**** SUPPLIED RECORDS ****
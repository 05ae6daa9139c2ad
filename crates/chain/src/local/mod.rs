//! In-process chain hosting native simulations of the contracts the recipe
//! tooling deploys. Calls go through the same ABI encoding a node would see.

use std::collections::HashMap;

use abi::{keccak256, recipe::split_call, AbiError, Revert};
use async_trait::async_trait;
use shared::{
    domain::{Address, TokenAmount, TxHash, ETHER_DECIMALS},
    protocol::{CallRequest, ContractArtifact, LogEntry, TransactionReceipt, TransactionRequest},
};
use tokio::sync::Mutex;
use tracing::{debug, info};

use crate::{ChainClient, ChainError};

mod cookbook;
mod recipe_module;
mod registry;
mod token;

use cookbook::CookBook;
use recipe_module::RecipeActionModule;
use registry::MockModuleRegistry;
use token::Erc20Token;

pub const LOCAL_CHAIN_ID: u64 = 31337;
const DEFAULT_ACCOUNTS: usize = 10;
const DEFAULT_ACCOUNT_ETHER: u128 = 10_000;

#[derive(Debug, Clone, Copy, PartialEq, Eq, Hash)]
pub enum LocalContractKind {
    CookBook,
    MockModuleRegistry,
    TestToken,
    RecipeActionModule,
}

impl LocalContractKind {
    pub const ALL: [LocalContractKind; 4] = [
        LocalContractKind::CookBook,
        LocalContractKind::MockModuleRegistry,
        LocalContractKind::TestToken,
        LocalContractKind::RecipeActionModule,
    ];

    pub fn contract_name(self) -> &'static str {
        match self {
            LocalContractKind::CookBook => "CookBook",
            LocalContractKind::MockModuleRegistry => "MockModuleRegistry",
            LocalContractKind::TestToken => "TestToken",
            LocalContractKind::RecipeActionModule => "RecipeActionModule",
        }
    }

    fn creation_marker(self) -> [u8; 32] {
        keccak256(format!("local-chain:{}", self.contract_name()))
    }

    /// Artifact whose bytecode is a marker the local chain recognises.
    pub fn artifact(self) -> ContractArtifact {
        ContractArtifact {
            contract_name: self.contract_name().to_string(),
            bytecode: self.creation_marker().to_vec(),
        }
    }

    fn from_creation_code(code: &[u8]) -> Option<(Self, &[u8])> {
        let marker = code.get(..32)?;
        Self::ALL
            .into_iter()
            .find(|kind| kind.creation_marker().as_slice() == marker)
            .map(|kind| (kind, &code[32..]))
    }
}

/// Revert payload raised by a simulated contract.
#[derive(Debug, Clone, PartialEq, Eq)]
pub(crate) struct ExecutionRevert(pub Vec<u8>);

impl ExecutionRevert {
    pub(crate) fn reason(message: &str) -> Self {
        Self(abi::revert::encode_reason(message))
    }

    pub(crate) fn custom(signature: &str) -> Self {
        Self(abi::revert::encode_custom(signature))
    }
}

impl From<AbiError> for ExecutionRevert {
    fn from(err: AbiError) -> Self {
        Self::reason(&format!("abi: {err}"))
    }
}

pub(crate) type ExecResult = Result<Vec<u8>, ExecutionRevert>;

#[derive(Debug, Clone)]
enum LocalContract {
    TestToken(Erc20Token),
    Registry(MockModuleRegistry),
    CookBook(CookBook),
    RecipeModule(RecipeActionModule),
}

impl LocalContract {
    fn construct(
        kind: LocalContractKind,
        ctx: &mut CallContext<'_>,
        args: &[u8],
    ) -> Result<Self, ExecutionRevert> {
        Ok(match kind {
            LocalContractKind::TestToken => LocalContract::TestToken(Erc20Token::deploy(ctx)?),
            LocalContractKind::MockModuleRegistry => {
                LocalContract::Registry(MockModuleRegistry::default())
            }
            LocalContractKind::CookBook => LocalContract::CookBook(CookBook::deploy(args)?),
            LocalContractKind::RecipeActionModule => {
                LocalContract::RecipeModule(RecipeActionModule::deploy(ctx, args)?)
            }
        })
    }

    fn dispatch(&mut self, ctx: &mut CallContext<'_>, data: &[u8]) -> ExecResult {
        let Ok((selector, args)) = split_call(data) else {
            return Err(ExecutionRevert(Vec::new()));
        };
        match self {
            LocalContract::TestToken(token) => token.dispatch(ctx, selector, args),
            LocalContract::Registry(registry) => registry.dispatch(selector, args),
            LocalContract::CookBook(cook_book) => cook_book.dispatch(ctx, selector, args),
            LocalContract::RecipeModule(module) => module.dispatch(ctx, selector, args),
        }
    }
}

/// Execution frame of a single contract call.
pub(crate) struct CallContext<'a> {
    world: &'a mut World,
    logs: &'a mut Vec<LogEntry>,
    pub caller: Address,
    pub this: Address,
}

impl CallContext<'_> {
    pub(crate) fn emit(&mut self, log: LogEntry) {
        self.logs.push(log);
    }

    /// Calls another contract with this contract as `msg.sender`.
    pub(crate) fn call(&mut self, to: Address, data: Vec<u8>) -> ExecResult {
        self.world.execute(self.logs, self.this, to, &data, 0)
    }
}

#[derive(Debug, Clone, Default)]
struct World {
    contracts: HashMap<Address, LocalContract>,
    balances: HashMap<Address, u128>,
}

impl World {
    fn transfer_value(&mut self, from: Address, to: Address, value: u128) -> Result<(), ExecutionRevert> {
        if value == 0 {
            return Ok(());
        }
        let available = self.balances.get(&from).copied().unwrap_or(0);
        let remaining = available
            .checked_sub(value)
            .ok_or_else(|| ExecutionRevert::reason("insufficient funds for value transfer"))?;
        self.balances.insert(from, remaining);
        *self.balances.entry(to).or_default() += value;
        Ok(())
    }

    fn execute(
        &mut self,
        logs: &mut Vec<LogEntry>,
        caller: Address,
        to: Address,
        data: &[u8],
        value: u128,
    ) -> ExecResult {
        self.transfer_value(caller, to, value)?;

        // Absent while executing, so re-entering a contract lands here too.
        let Some(mut contract) = self.contracts.remove(&to) else {
            if data.is_empty() {
                return Ok(Vec::new());
            }
            return Err(ExecutionRevert::reason("call to non-contract address"));
        };

        let result = {
            let mut ctx = CallContext {
                world: self,
                logs,
                caller,
                this: to,
            };
            contract.dispatch(&mut ctx, data)
        };
        self.contracts.insert(to, contract);
        result
    }

    fn create(
        &mut self,
        logs: &mut Vec<LogEntry>,
        deployer: Address,
        nonce: u64,
        kind: LocalContractKind,
        args: &[u8],
        value: u128,
    ) -> Result<Address, ExecutionRevert> {
        let address = derive_address(&[deployer.as_bytes(), &nonce.to_be_bytes()[..]].concat());
        self.transfer_value(deployer, address, value)?;

        let contract = {
            let mut ctx = CallContext {
                world: self,
                logs,
                caller: deployer,
                this: address,
            };
            LocalContract::construct(kind, &mut ctx, args)?
        };
        self.contracts.insert(address, contract);
        Ok(address)
    }
}

fn derive_address(seed: &[u8]) -> Address {
    let digest = keccak256(seed);
    let mut address = [0u8; 20];
    address.copy_from_slice(&digest[12..]);
    Address(address)
}

struct LocalState {
    world: World,
    accounts: Vec<Address>,
    nonces: HashMap<Address, u64>,
    receipts: HashMap<TxHash, TransactionReceipt>,
    block_number: u64,
}

/// Auto-mining chain: every accepted transaction is its own block, and a
/// reverted transaction leaves no trace.
pub struct LocalChain {
    state: Mutex<LocalState>,
}

impl Default for LocalChain {
    fn default() -> Self {
        Self::with_accounts(DEFAULT_ACCOUNTS)
    }
}

impl LocalChain {
    pub fn new() -> Self {
        Self::default()
    }

    pub fn with_accounts(count: usize) -> Self {
        let funding = DEFAULT_ACCOUNT_ETHER * 10u128.pow(ETHER_DECIMALS);
        let accounts: Vec<Address> = (0..count)
            .map(|index| derive_address(format!("local-chain-account-{index}").as_bytes()))
            .collect();
        let world = World {
            contracts: HashMap::new(),
            balances: accounts.iter().map(|account| (*account, funding)).collect(),
        };

        Self {
            state: Mutex::new(LocalState {
                world,
                accounts,
                nonces: HashMap::new(),
                receipts: HashMap::new(),
                block_number: 0,
            }),
        }
    }

    pub fn artifacts() -> Vec<ContractArtifact> {
        LocalContractKind::ALL
            .into_iter()
            .map(LocalContractKind::artifact)
            .collect()
    }

    pub async fn native_balance(&self, account: Address) -> TokenAmount {
        let state = self.state.lock().await;
        TokenAmount(state.world.balances.get(&account).copied().unwrap_or(0))
    }

    pub async fn block_number(&self) -> u64 {
        self.state.lock().await.block_number
    }
}

#[async_trait]
impl ChainClient for LocalChain {
    async fn chain_id(&self) -> Result<u64, ChainError> {
        Ok(LOCAL_CHAIN_ID)
    }

    async fn accounts(&self) -> Result<Vec<Address>, ChainError> {
        Ok(self.state.lock().await.accounts.clone())
    }

    async fn send_transaction(&self, tx: TransactionRequest) -> Result<TxHash, ChainError> {
        let mut state = self.state.lock().await;
        if !state.accounts.contains(&tx.from) {
            return Err(ChainError::UnknownAccount(tx.from));
        }

        let nonce = state.nonces.get(&tx.from).copied().unwrap_or(0);
        let hash = TxHash(keccak256(
            [tx.from.as_bytes(), &nonce.to_be_bytes()[..], &tx.data[..]].concat(),
        ));

        let mut world = state.world.clone();
        let mut logs = Vec::new();
        let outcome = match tx.to {
            Some(to) => world
                .execute(&mut logs, tx.from, to, &tx.data, tx.value.0)
                .map(|_| None),
            None => {
                let (kind, args) = LocalContractKind::from_creation_code(&tx.data)
                    .ok_or(ChainError::UnknownCreationCode)?;
                world
                    .create(&mut logs, tx.from, nonce, kind, args, tx.value.0)
                    .map(Some)
            }
        };

        let contract_address = match outcome {
            Ok(address) => address,
            Err(revert) => {
                debug!(
                    tx = %hash,
                    reason = %Revert::decode(&revert.0).describe(),
                    "local transaction reverted"
                );
                return Err(ChainError::Reverted { data: revert.0 });
            }
        };

        state.world = world;
        state.nonces.insert(tx.from, nonce + 1);
        state.block_number += 1;
        let receipt = TransactionReceipt {
            transaction_hash: hash,
            block_number: state.block_number,
            status: true,
            from: tx.from,
            to: tx.to,
            contract_address,
            logs,
        };
        info!(
            tx = %hash,
            block = receipt.block_number,
            logs = receipt.logs.len(),
            "local transaction mined"
        );
        state.receipts.insert(hash, receipt);
        Ok(hash)
    }

    async fn call(&self, call: CallRequest) -> Result<Vec<u8>, ChainError> {
        let state = self.state.lock().await;
        let mut world = state.world.clone();
        let mut logs = Vec::new();
        world
            .execute(
                &mut logs,
                call.from.unwrap_or(Address::ZERO),
                call.to,
                &call.data,
                0,
            )
            .map_err(|revert| ChainError::Reverted { data: revert.0 })
    }

    async fn transaction_receipt(
        &self,
        hash: TxHash,
    ) -> Result<Option<TransactionReceipt>, ChainError> {
        Ok(self.state.lock().await.receipts.get(&hash).cloned())
    }
}

#[cfg(test)]
#[path = "../tests/local_tests.rs"]
mod tests;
****
# THE TASK
Copy the lines above exactly. Start with the line containing "return Ok(Vec::new());", end with the line containing "block, and a", and include both.

# TASK OUTPUT
                return Ok(Vec::new());
            }
            return Err(ExecutionRevert::reason("call to non-contract address"));
        };

        let result = {
            let mut ctx = CallContext {
                world: self,
                logs,
                caller,
                this: to,
            };
            contract.dispatch(&mut ctx, data)
        };
        self.contracts.insert(to, contract);
        result
    }

    fn create(
        &mut self,
        logs: &mut Vec<LogEntry>,
        deployer: Address,
        nonce: u64,
        kind: LocalContractKind,
        args: &[u8],
        value: u128,
    ) -> Result<Address, ExecutionRevert> {
        let address = derive_address(&[deployer.as_bytes(), &nonce.to_be_bytes()[..]].concat());
        self.transfer_value(deployer, address, value)?;

        let contract = {
            let mut ctx = CallContext {
                world: self,
                logs,
                caller: deployer,
                this: address,
            };
            LocalContract::construct(kind, &mut ctx, args)?
        };
        self.contracts.insert(address, contract);
        Ok(address)
    }
}

fn derive_address(seed: &[u8]) -> Address {
    let digest = keccak256(seed);
    let mut address = [0u8; 20];
    address.copy_from_slice(&digest[12..]);
    Address(address)
}

struct LocalState {
    world: World,
    accounts: Vec<Address>,
    nonces: HashMap<Address, u64>,
    receipts: HashMap<TxHash, TransactionReceipt>,
    block_number: u64,
}

/// Auto-mining chain: every accepted transaction is its own block, and a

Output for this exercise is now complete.